Hacker News new | ask | show | jobs
by dantiberian 1207 days ago
How much of the latency reduction was due to the data services layer with request coalescing and how much was from ScyllaDB? Did the schema and other factors stay the same when migrating to ScyllaDB?
1 comments

> We performed automated data validation by sending a small percentage of reads to both databases and comparing results, and everything looked great. The cluster held up well with full production traffic, whereas Cassandra was suffering increasingly frequent latency issues.

Cassandra was still suffering even with the new data services.

>We elect to engage in some meme-driven engineering and rewrite the data migrator in Rust

Could you guys elaborate more on the data migrator by any chance?

The spark migrator was needlessly complicated in pursuit of being general. It is also much slower.

Ours is quite simple! We take the token range (int64 min -> int64 max), and sub-divide that into N equally sized ranges within the range that span the entire range. We use sqllite to store a database of "work to do" this contains the token ranges, some stats about work done so far, status, and last pagination token (this lets us pause/resume the migration.) We run N many tokio tasks that then just pluck work from the sqllite database, and update the database as work progresses, occasionally snapshotting the pagination token. Each task will insert to the destination database with a configurable amount of concurrency, however will only work on one token range at a time. Each task gets its own "connection" that is not shared with the other tasks to minimize contention. Distributing this workload across machines is very simple. We have a command called "sunder" which just subdivides the sqllite database into N many "shards" that contain 1/N the rows of the original database. We can then just copy these shards to other machines and start the migrator on them. We just spun up 5 chonky VMs on GCP and sundered the database, copied the binary and ran it in screen.

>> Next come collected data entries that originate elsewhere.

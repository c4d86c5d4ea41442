use clap::{crate_description, crate_version, Parser};
use mysql_init_config::{InitConfig, LOG_FILTER_ENV};
use tracing_subscriber::EnvFilter;

use crate::init_controller::{Ctx, EngineOptions};

mod client;
mod command;
mod init_controller;
mod password;
mod seed;
mod server;
mod timezone;

mod built_info {
    include!(concat!(env!("OUT_DIR"), "/built.rs"));
}

#[derive(clap::Parser)]
#[clap(about, author)]
struct Opts {
    #[clap(subcommand)]
    cmd: Command,
}

#[derive(clap::Subcommand)]
enum Command {
    /// Initialize a fresh data directory and provision accounts and
    /// databases from the environment, then stop again so the real service
    /// supervisor can take over.
    Run(EngineOptions),
}

#[tokio::main]
async fn main() -> anyhow::Result<()> {
    let opts = Opts::parse();
    match opts.cmd {
        Command::Run(engine) => {
            initialize_logging();
            tracing::info!(
                built_time = built_info::BUILT_TIME_UTC,
                rustc = built_info::RUSTC_VERSION,
                "starting {description} {version}",
                description = crate_description!(),
                version = crate_version!(),
            );

            let ctx = Ctx {
                config: InitConfig::from_env(),
                engine,
            };
            init_controller::run_initialization(&ctx).await?;
        }
    }

    Ok(())
}

fn initialize_logging() {
    // Narration goes to stdout; fatal errors reach stderr through main.
    tracing_subscriber::fmt()
        .with_env_filter(
            EnvFilter::try_from_env(LOG_FILTER_ENV).unwrap_or_else(|_| EnvFilter::new("info")),
        )
        .init();
}
//! Thin wrapper around the engine's interactive client binary.
//!
//! Statement batches are streamed over stdin. The password travels to the
//! child through the `MYSQL_PWD` environment variable so it never shows up
//! in an argument list.

use std::{
    io::Read,
    path::{Path, PathBuf},
    process::{ExitStatus, Stdio},
};

use flate2::read::GzDecoder;
use mysql_init_config::AdminCredentials;
use snafu::{ensure, ResultExt, Snafu};
use tokio::{io::AsyncWriteExt, process::Command};

use crate::init_controller::EngineOptions;

type Result<T, E = Error> = std::result::Result<T, E>;

#[derive(Snafu, Debug)]
pub enum Error {
    #[snafu(display("failed to spawn the administrative client"))]
    SpawnClient { source: std::io::Error },

    #[snafu(display("failed to stream statements to the administrative client"))]
    StreamStatements { source: std::io::Error },

    #[snafu(display("failed to await the administrative client"))]
    AwaitClient { source: std::io::Error },

    #[snafu(display("administrative client exited with {status}"))]
    ClientFailed { status: ExitStatus },

    #[snafu(display("failed to read seed file {path:?}"))]
    ReadSeedFile {
        source: std::io::Error,
        path: PathBuf,
    },

    #[snafu(display("failed to decompress seed archive {path:?}"))]
    DecompressSeedArchive {
        source: std::io::Error,
        path: PathBuf,
    },
}

pub struct AdminClient {
    binary: PathBuf,
    socket: PathBuf,
}

impl AdminClient {
    pub fn new(engine: &EngineOptions) -> Self {
        Self {
            binary: engine.client_binary.clone(),
            socket: engine.socket.clone(),
        }
    }

    fn command(&self, credentials: Option<&AdminCredentials>, database: Option<&str>) -> Command {
        let mut command = Command::new(&self.binary);
        command
            .arg("--protocol=socket")
            .arg("-hlocalhost")
            .arg(format!("--socket={}", self.socket.display()))
            .arg("--comments");

        // Without a provisioned credential the client authenticates as the
        // unauthenticated bootstrap root left by the insecure
        // initialization.
        match credentials {
            Some(credentials) => {
                command.arg(format!("-u{}", credentials.user));
                command.env("MYSQL_PWD", &credentials.password);
            }
            None => {
                command.arg("-uroot");
                command.env("MYSQL_PWD", "");
            }
        }
        if let Some(database) = database {
            command.arg(format!("--database={database}"));
        }

        command
    }

    /// Submits a trivial query, reporting only whether the server answered.
    /// Used by the readiness poll, all diagnostics are suppressed.
    pub async fn ping(&self, credentials: Option<&AdminCredentials>) -> bool {
        let mut command = self.command(credentials, None);
        command
            .arg("--execute=SELECT 1;")
            .stdin(Stdio::null())
            .stdout(Stdio::null())
            .stderr(Stdio::null());

        matches!(command.status().await, Ok(status) if status.success())
    }

    /// Executes a batch of statements.
    pub async fn execute(
        &self,
        statements: &str,
        credentials: Option<&AdminCredentials>,
    ) -> Result<()> {
        self.stream(statements.as_bytes(), credentials, None).await
    }

    /// Executes a batch of statements against a specific database.
    pub async fn execute_in_database(
        &self,
        statements: &[u8],
        credentials: Option<&AdminCredentials>,
        database: &str,
    ) -> Result<()> {
        self.stream(statements, credentials, Some(database)).await
    }

    /// Pipes a plain SQL file into the client.
    pub async fn execute_file(
        &self,
        path: &Path,
        credentials: Option<&AdminCredentials>,
    ) -> Result<()> {
        let statements = tokio::fs::read(path)
            .await
            .context(ReadSeedFileSnafu { path })?;
        self.stream(&statements, credentials, None).await
    }

    /// Decompresses a gzipped SQL file and pipes it into the client.
    pub async fn execute_compressed_file(
        &self,
        path: &Path,
        credentials: Option<&AdminCredentials>,
    ) -> Result<()> {
        let compressed = tokio::fs::read(path)
            .await
            .context(ReadSeedFileSnafu { path })?;

        let mut statements = Vec::new();
        GzDecoder::new(compressed.as_slice())
            .read_to_end(&mut statements)
            .context(DecompressSeedArchiveSnafu { path })?;

        self.stream(&statements, credentials, None).await
    }

    async fn stream(
        &self,
        input: &[u8],
        credentials: Option<&AdminCredentials>,
        database: Option<&str>,
    ) -> Result<()> {
        let mut command = self.command(credentials, database);
        command.stdin(Stdio::piped());

        let mut child = command.spawn().context(SpawnClientSnafu)?;
        if let Some(mut stdin) = child.stdin.take() {
            stdin.write_all(input).await.context(StreamStatementsSnafu)?;
            stdin.shutdown().await.context(StreamStatementsSnafu)?;
        }

        let status = child.wait().await.context(AwaitClientSnafu)?;
        ensure!(status.success(), ClientFailedSnafu { status });

        Ok(())
    }
}
//! SQL statement batches issued while provisioning accounts and databases.
//!
//! Session binlogging is disabled at the top of every mutating batch so the
//! provisioning never ends up in a replication stream.

use indoc::formatdoc;
use mysql_init_config::sql::{quote_identifier, quote_literal};

/// Removes every account the insecure initialization created. Deliberately
/// no flush: the cached grants keep the current bootstrap connection alive
/// until a replacement account has been provisioned.
pub fn purge_default_accounts() -> String {
    formatdoc! {"
        SET @@SESSION.SQL_LOG_BIN=0;
        DELETE FROM mysql.user;
    "}
}

/// Root reachable from any host, full privileges, grant option. The flush
/// drops the purged defaults from the grant cache; the conventional `test`
/// database is removed in the same pass.
pub fn create_root_account(password: &str) -> String {
    formatdoc! {"
        SET @@SESSION.SQL_LOG_BIN=0;
        CREATE USER 'root'@'%' IDENTIFIED BY {password};
        GRANT ALL ON *.* TO 'root'@'%' WITH GRANT OPTION;
        FLUSH PRIVILEGES;
        DROP DATABASE IF EXISTS test;
    ", password = quote_literal(password)}
}

/// Same privileges as root, under an operator-chosen name.
pub fn create_admin_account(user: &str, password: &str) -> String {
    formatdoc! {"
        SET @@SESSION.SQL_LOG_BIN=0;
        CREATE USER {user}@'%' IDENTIFIED BY {password};
        GRANT ALL ON *.* TO {user}@'%' WITH GRANT OPTION;
        FLUSH PRIVILEGES;
    ", user = quote_literal(user), password = quote_literal(password)}
}

pub fn create_database(database: &str) -> String {
    format!(
        "CREATE DATABASE IF NOT EXISTS {};\n",
        quote_identifier(database)
    )
}

/// Application account. Privileges are scoped to the configured database,
/// never global; without a database the account gets no grant at all.
pub fn create_standard_account(user: &str, password: &str, database: Option<&str>) -> String {
    let mut statements = formatdoc! {"
        SET @@SESSION.SQL_LOG_BIN=0;
        CREATE USER {user}@'%' IDENTIFIED BY {password};
    ", user = quote_literal(user), password = quote_literal(password)};

    if let Some(database) = database {
        statements.push_str(&format!(
            "GRANT ALL ON {database}.* TO {user}@'%';\n",
            database = quote_identifier(database),
            user = quote_literal(user),
        ));
    }

    statements
}

/// Last-resort account so the instance never ends up without any usable
/// credential. The caller pairs this with a mandatory password expiry.
pub fn create_fallback_root_account() -> String {
    formatdoc! {"
        SET @@SESSION.SQL_LOG_BIN=0;
        CREATE USER 'root'@'localhost' IDENTIFIED BY '';
    "}
}

/// Forces a password change on the next login.
pub fn expire_password(user: &str, host: &str) -> String {
    format!(
        "ALTER USER {user}@{host} PASSWORD EXPIRE;\n",
        user = quote_literal(user),
        host = quote_literal(host),
    )
}

#[cfg(test)]
mod tests {
    use super::*;

    #[test]
    fn test_root_batch() {
        let batch = create_root_account("secret");
        assert!(batch.contains("CREATE USER 'root'@'%' IDENTIFIED BY 'secret';"));
        assert!(batch.contains("GRANT ALL ON *.* TO 'root'@'%' WITH GRANT OPTION;"));
        assert!(batch.contains("FLUSH PRIVILEGES;"));
        assert!(batch.contains("DROP DATABASE IF EXISTS test;"));
    }

    #[test]
    fn test_root_batch_with_empty_password() {
        let batch = create_root_account("");
        assert!(batch.contains("CREATE USER 'root'@'%' IDENTIFIED BY '';"));
    }

    #[test]
    fn test_admin_batch_keeps_the_test_database() {
        let batch = create_admin_account("dba", "secret");
        assert!(batch.contains("CREATE USER 'dba'@'%' IDENTIFIED BY 'secret';"));
        assert!(batch.contains("GRANT ALL ON *.* TO 'dba'@'%' WITH GRANT OPTION;"));
        assert!(!batch.contains("DROP DATABASE"));
    }

    #[test]
    fn test_standard_account_grant_is_scoped_to_the_database() {
        let batch = create_standard_account("app", "secret", Some("app"));
        assert!(batch.contains("CREATE USER 'app'@'%' IDENTIFIED BY 'secret';"));
        assert!(batch.contains("GRANT ALL ON `app`.* TO 'app'@'%';"));
        assert!(!batch.contains("ON *.*"));
        assert!(!batch.contains("GRANT OPTION"));
    }

    #[test]
    fn test_standard_account_without_database_gets_no_grant() {
        let batch = create_standard_account("app", "secret", None);
        assert!(batch.contains("CREATE USER 'app'@'%'"));
        assert!(!batch.contains("GRANT"));
    }

    #[test]
    fn test_configuration_values_are_escaped() {
        let batch = create_standard_account("o'brien", "pa'ss\\word", Some("we`ird"));
        assert!(batch.contains("CREATE USER 'o''brien'@'%' IDENTIFIED BY 'pa''ss\\\\word';"));
        assert!(batch.contains("GRANT ALL ON `we``ird`.* TO 'o''brien'@'%';"));
    }

    #[test]
    fn test_database_creation_is_idempotent() {
        assert_eq!(
            create_database("app"),
            "CREATE DATABASE IF NOT EXISTS `app`;\n"
        );
    }

    #[test]
    fn test_expire_password_targets_one_account() {
        assert_eq!(
            expire_password("dba", "%"),
            "ALTER USER 'dba'@'%' PASSWORD EXPIRE;\n"
        );
        assert_eq!(
            expire_password("root", "localhost"),
            "ALTER USER 'root'@'localhost' PASSWORD EXPIRE;\n"
        );
    }

    #[test]
    fn test_batches_disable_session_binlogging() {
        for batch in [
            purge_default_accounts(),
            create_root_account("x"),
            create_admin_account("dba", "x"),
            create_standard_account("app", "x", None),
            create_fallback_root_account(),
        ] {
            assert!(batch.starts_with("SET @@SESSION.SQL_LOG_BIN=0;"));
        }
    }
}
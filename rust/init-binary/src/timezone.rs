//! Import of the system timezone database into the engine.

use std::{
    path::PathBuf,
    process::{ExitStatus, Stdio},
};

use mysql_init_config::SYSTEM_SCHEMA;
use snafu::{ensure, ResultExt, Snafu};
use tokio::process::Command;
use tracing::info;

use crate::{
    client::{self, AdminClient},
    init_controller::EngineOptions,
};

/// One zoneinfo entry makes the conversion utility emit an advisory that
/// the target table schema rejects; it is patched to a plain abbreviation
/// before the import.
const ZIC_ADVISORY: &str = "Local time zone must be set--see zic manual page";
const ZIC_ADVISORY_REPLACEMENT: &str = "FCTY";

type Result<T, E = Error> = std::result::Result<T, E>;

#[derive(Snafu, Debug)]
pub enum Error {
    #[snafu(display("failed to run the timezone conversion utility {binary:?}"))]
    RunConversion {
        source: std::io::Error,
        binary: PathBuf,
    },

    #[snafu(display("timezone conversion utility exited with {status}"))]
    ConversionFailed { status: ExitStatus },

    #[snafu(display("failed to load the converted timezone tables"))]
    LoadTables { source: client::Error },
}

/// Converts the system timezone database and loads it into the system
/// schema. Runs before any account is touched, so the bootstrap credential
/// is used.
pub async fn load_timezone_tables(
    engine: &EngineOptions,
    admin_client: &AdminClient,
) -> Result<()> {
    info!(zoneinfo = %engine.zoneinfo_dir.display(), "loading timezone tables");
    let output = Command::new(&engine.tzinfo_binary)
        .arg(&engine.zoneinfo_dir)
        .stdin(Stdio::null())
        // Keep the utility's skip warnings visible on the error stream.
        .stderr(Stdio::inherit())
        .output()
        .await
        .context(RunConversionSnafu {
            binary: &engine.tzinfo_binary,
        })?;
    ensure!(
        output.status.success(),
        ConversionFailedSnafu {
            status: output.status,
        }
    );

    let statements = patch_zic_advisory(&String::from_utf8_lossy(&output.stdout));
    admin_client
        .execute_in_database(statements.as_bytes(), None, SYSTEM_SCHEMA)
        .await
        .context(LoadTablesSnafu)
}

fn patch_zic_advisory(statements: &str) -> String {
    statements.replace(ZIC_ADVISORY, ZIC_ADVISORY_REPLACEMENT)
}

#[cfg(test)]
mod tests {
    use super::*;

    #[test]
    fn test_patch_zic_advisory() {
        let raw = "INSERT INTO time_zone_name (Name, Time_zone_id) VALUES\n\
            ('Factory', @time_zone_id);\n\
            -- Local time zone must be set--see zic manual page\n";
        let patched = patch_zic_advisory(raw);
        assert!(!patched.contains("zic manual page"));
        assert!(patched.contains("FCTY"));
    }

    #[test]
    fn test_patch_leaves_regular_statements_alone() {
        let raw = "INSERT INTO time_zone VALUES (1, 'N');\n";
        assert_eq!(patch_zic_advisory(raw), raw);
    }
}
//! Output macros for [`Message`](super::Message) values.
//!
//! Each macro prints a prefixed line to the console, or, when debug mode is
//! on, emits it as a `tracing` event at the matching level so it shows up in
//! the structured log instead.
//!
//! Debug mode is on when `CAMPUS_DEBUG` or `RUST_LOG` is set. The check runs
//! once per process.
//!
//! | Macro | Prefix | Level | Stream |
//! |---|---|---|---|
//! | `msg_print!` | | info | stdout |
//! | `msg_success!` | ✅ | info | stdout |
//! | `msg_info!` | ℹ️ | info | stdout |
//! | `msg_warning!` | ⚠️ | warn | stdout |
//! | `msg_error!` | ❌ | error | stderr |
//! | `msg_debug!` | 🔍 | debug | debug mode only |
//!
//! Passing `true` as a second argument surrounds the line with blank lines.
//!
//! ```rust
//! use campus::{msg_info, msg_success};
//! use campus::libs::messages::Message;
//!
//! msg_success!(Message::LeaveSubmitted);
//! msg_info!(Message::NothingFound("notices".into()), true);
//! ```

use std::sync::OnceLock;

static DEBUG_MODE: OnceLock<bool> = OnceLock::new();

#[doc(hidden)]
pub fn is_debug_mode() -> bool {
    *DEBUG_MODE.get_or_init(|| std::env::var("CAMPUS_DEBUG").is_ok() || std::env::var("RUST_LOG").is_ok())
}

#[macro_export]
macro_rules! msg_print {
    ($msg:expr) => {
        if $crate::libs::messages::macros::is_debug_mode() {
            tracing::info!("{}", $msg);
        } else {
            println!("{}", $msg);
        }
    };
    ($msg:expr, true) => {
        if $crate::libs::messages::macros::is_debug_mode() {
            tracing::info!("\n{}\n", $msg);
        } else {
            println!("\n{}\n", $msg);
        }
    };
}

#[macro_export]
macro_rules! msg_success {
    ($msg:expr) => {
        if $crate::libs::messages::macros::is_debug_mode() {
            tracing::info!("✅ {}", $msg);
        } else {
            println!("✅ {}", $msg);
        }
    };
    ($msg:expr, true) => {
        if $crate::libs::messages::macros::is_debug_mode() {
            tracing::info!("\n✅ {}\n", $msg);
        } else {
            println!("\n✅ {}\n", $msg);
        }
    };
}

#[macro_export]
macro_rules! msg_error {
    ($msg:expr) => {
        if $crate::libs::messages::macros::is_debug_mode() {
            tracing::error!("❌ {}", $msg);
        } else {
            eprintln!("❌ {}", $msg);
        }
    };
    ($msg:expr, true) => {
        if $crate::libs::messages::macros::is_debug_mode() {
            tracing::error!("\n❌ {}\n", $msg);
        } else {
            eprintln!("\n❌ {}\n", $msg);
        }
    };
}

#[macro_export]
macro_rules! msg_warning {
    ($msg:expr) => {
        if $crate::libs::messages::macros::is_debug_mode() {
            tracing::warn!("⚠️ {}", $msg);
        } else {
            println!("⚠️ {}", $msg);
        }
    };
    ($msg:expr, true) => {
        if $crate::libs::messages::macros::is_debug_mode() {
            tracing::warn!("\n⚠️ {}\n", $msg);
        } else {
            println!("\n⚠️ {}\n", $msg);
        }
    };
}

#[macro_export]
macro_rules! msg_info {
    ($msg:expr) => {
        if $crate::libs::messages::macros::is_debug_mode() {
            tracing::info!("ℹ️ {}", $msg);
        } else {
            println!("ℹ️ {}", $msg);
        }
    };
    ($msg:expr, true) => {
        if $crate::libs::messages::macros::is_debug_mode() {
            tracing::info!("\nℹ️ {}\n", $msg);
        } else {
            println!("\nℹ️ {}\n", $msg);
        }
    };
}

#[macro_export]
macro_rules! msg_debug {
    ($msg:expr) => {
        if $crate::libs::messages::macros::is_debug_mode() {
            tracing::debug!("🔍 {}", $msg);
        }
    };
}

#[macro_export]
macro_rules! msg_bail_anyhow {
    ($msg:expr) => {
        anyhow::bail!("❌ {}", $msg)
    };
}
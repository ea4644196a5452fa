#[cfg(test)]
mod tests {
    use campus::libs::auth::{AccountAuthenticator, Authenticator, Credentials};
    use campus::libs::config::{Account, Config};
    use campus::libs::error::CampusError;
    use campus::libs::role::Role;
    use std::time::{Duration, Instant};

    fn demo() -> AccountAuthenticator {
        AccountAuthenticator::new(Config::default().accounts(), Duration::ZERO)
    }

    fn credentials(role: Role, email: &str, password: &str) -> Credentials {
        Credentials {
            role,
            email: email.into(),
            password: password.into(),
        }
    }

    #[tokio::test]
    async fn test_every_demo_account_signs_in() {
        let authenticator = demo();
        for role in Role::ALL {
            let email = format!("{}@demo.com", role);
            let password = format!("{}123", role);
            let signed_in = authenticator.authenticate(&credentials(role, &email, &password)).await;
            assert_eq!(signed_in, Ok(role));
        }
    }

    #[tokio::test]
    async fn test_wrong_password() {
        let result = demo().authenticate(&credentials(Role::Student, "student@demo.com", "wrong-pass")).await;
        assert_eq!(result, Err(CampusError::InvalidCredentials));
    }

    #[tokio::test]
    async fn test_account_of_another_role() {
        let result = demo().authenticate(&credentials(Role::Admin, "student@demo.com", "student123")).await;
        assert_eq!(result, Err(CampusError::InvalidCredentials));
    }

    #[tokio::test]
    async fn test_form_checks_run_first() {
        let authenticator = demo();
        let bad_email = authenticator.authenticate(&credentials(Role::Hod, "hod-at-demo", "hod123")).await;
        assert!(matches!(bad_email, Err(CampusError::InvalidField { field: "email", .. })));

        let short = authenticator.authenticate(&credentials(Role::Hod, "hod@demo.com", "hod")).await;
        assert!(matches!(short, Err(CampusError::InvalidField { field: "password", .. })));
    }

    #[tokio::test]
    async fn test_configured_accounts_replace_demo_table() {
        let accounts = vec![Account {
            role: Role::Teacher,
            email: "ada@campus.edu".into(),
            password: "engine42".into(),
        }];
        let authenticator = AccountAuthenticator::new(accounts, Duration::ZERO);
        assert!(authenticator.authenticate(&credentials(Role::Teacher, "ada@campus.edu", "engine42")).await.is_ok());
        assert!(authenticator.authenticate(&credentials(Role::Teacher, "teacher@demo.com", "teacher123")).await.is_err());
        assert_eq!(authenticator.account_for(Role::Teacher).map(|a| a.email.as_str()), Some("ada@campus.edu"));
        assert!(authenticator.account_for(Role::Admin).is_none());
    }

    #[tokio::test]
    async fn test_login_delay_is_applied() {
        let authenticator = AccountAuthenticator::new(Config::default().accounts(), Duration::from_millis(50));
        let started = Instant::now();
        let result = authenticator.authenticate(&credentials(Role::Hod, "hod@demo.com", "hod123")).await;
        assert!(result.is_ok());
        assert!(started.elapsed() >= Duration::from_millis(50));
    }
}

Since we already have the types of the rows described in Rust, we simply just plug the relevant types into the migrator. Everything just works, and you're using the exact same code that's reading/writing the data in the live service to also migrate the data (which further reduces the possibility of bugs). Since the migrator is built on-top of our data service library, we also get all the metrics/telemetry built in as well, so we can monitor the performance of the migration in great detail.

Thanks for the detailed reply, really appreciate it! This sounds super interesting :)
Yes, I'd love to read more about how it improves on the existing migrator.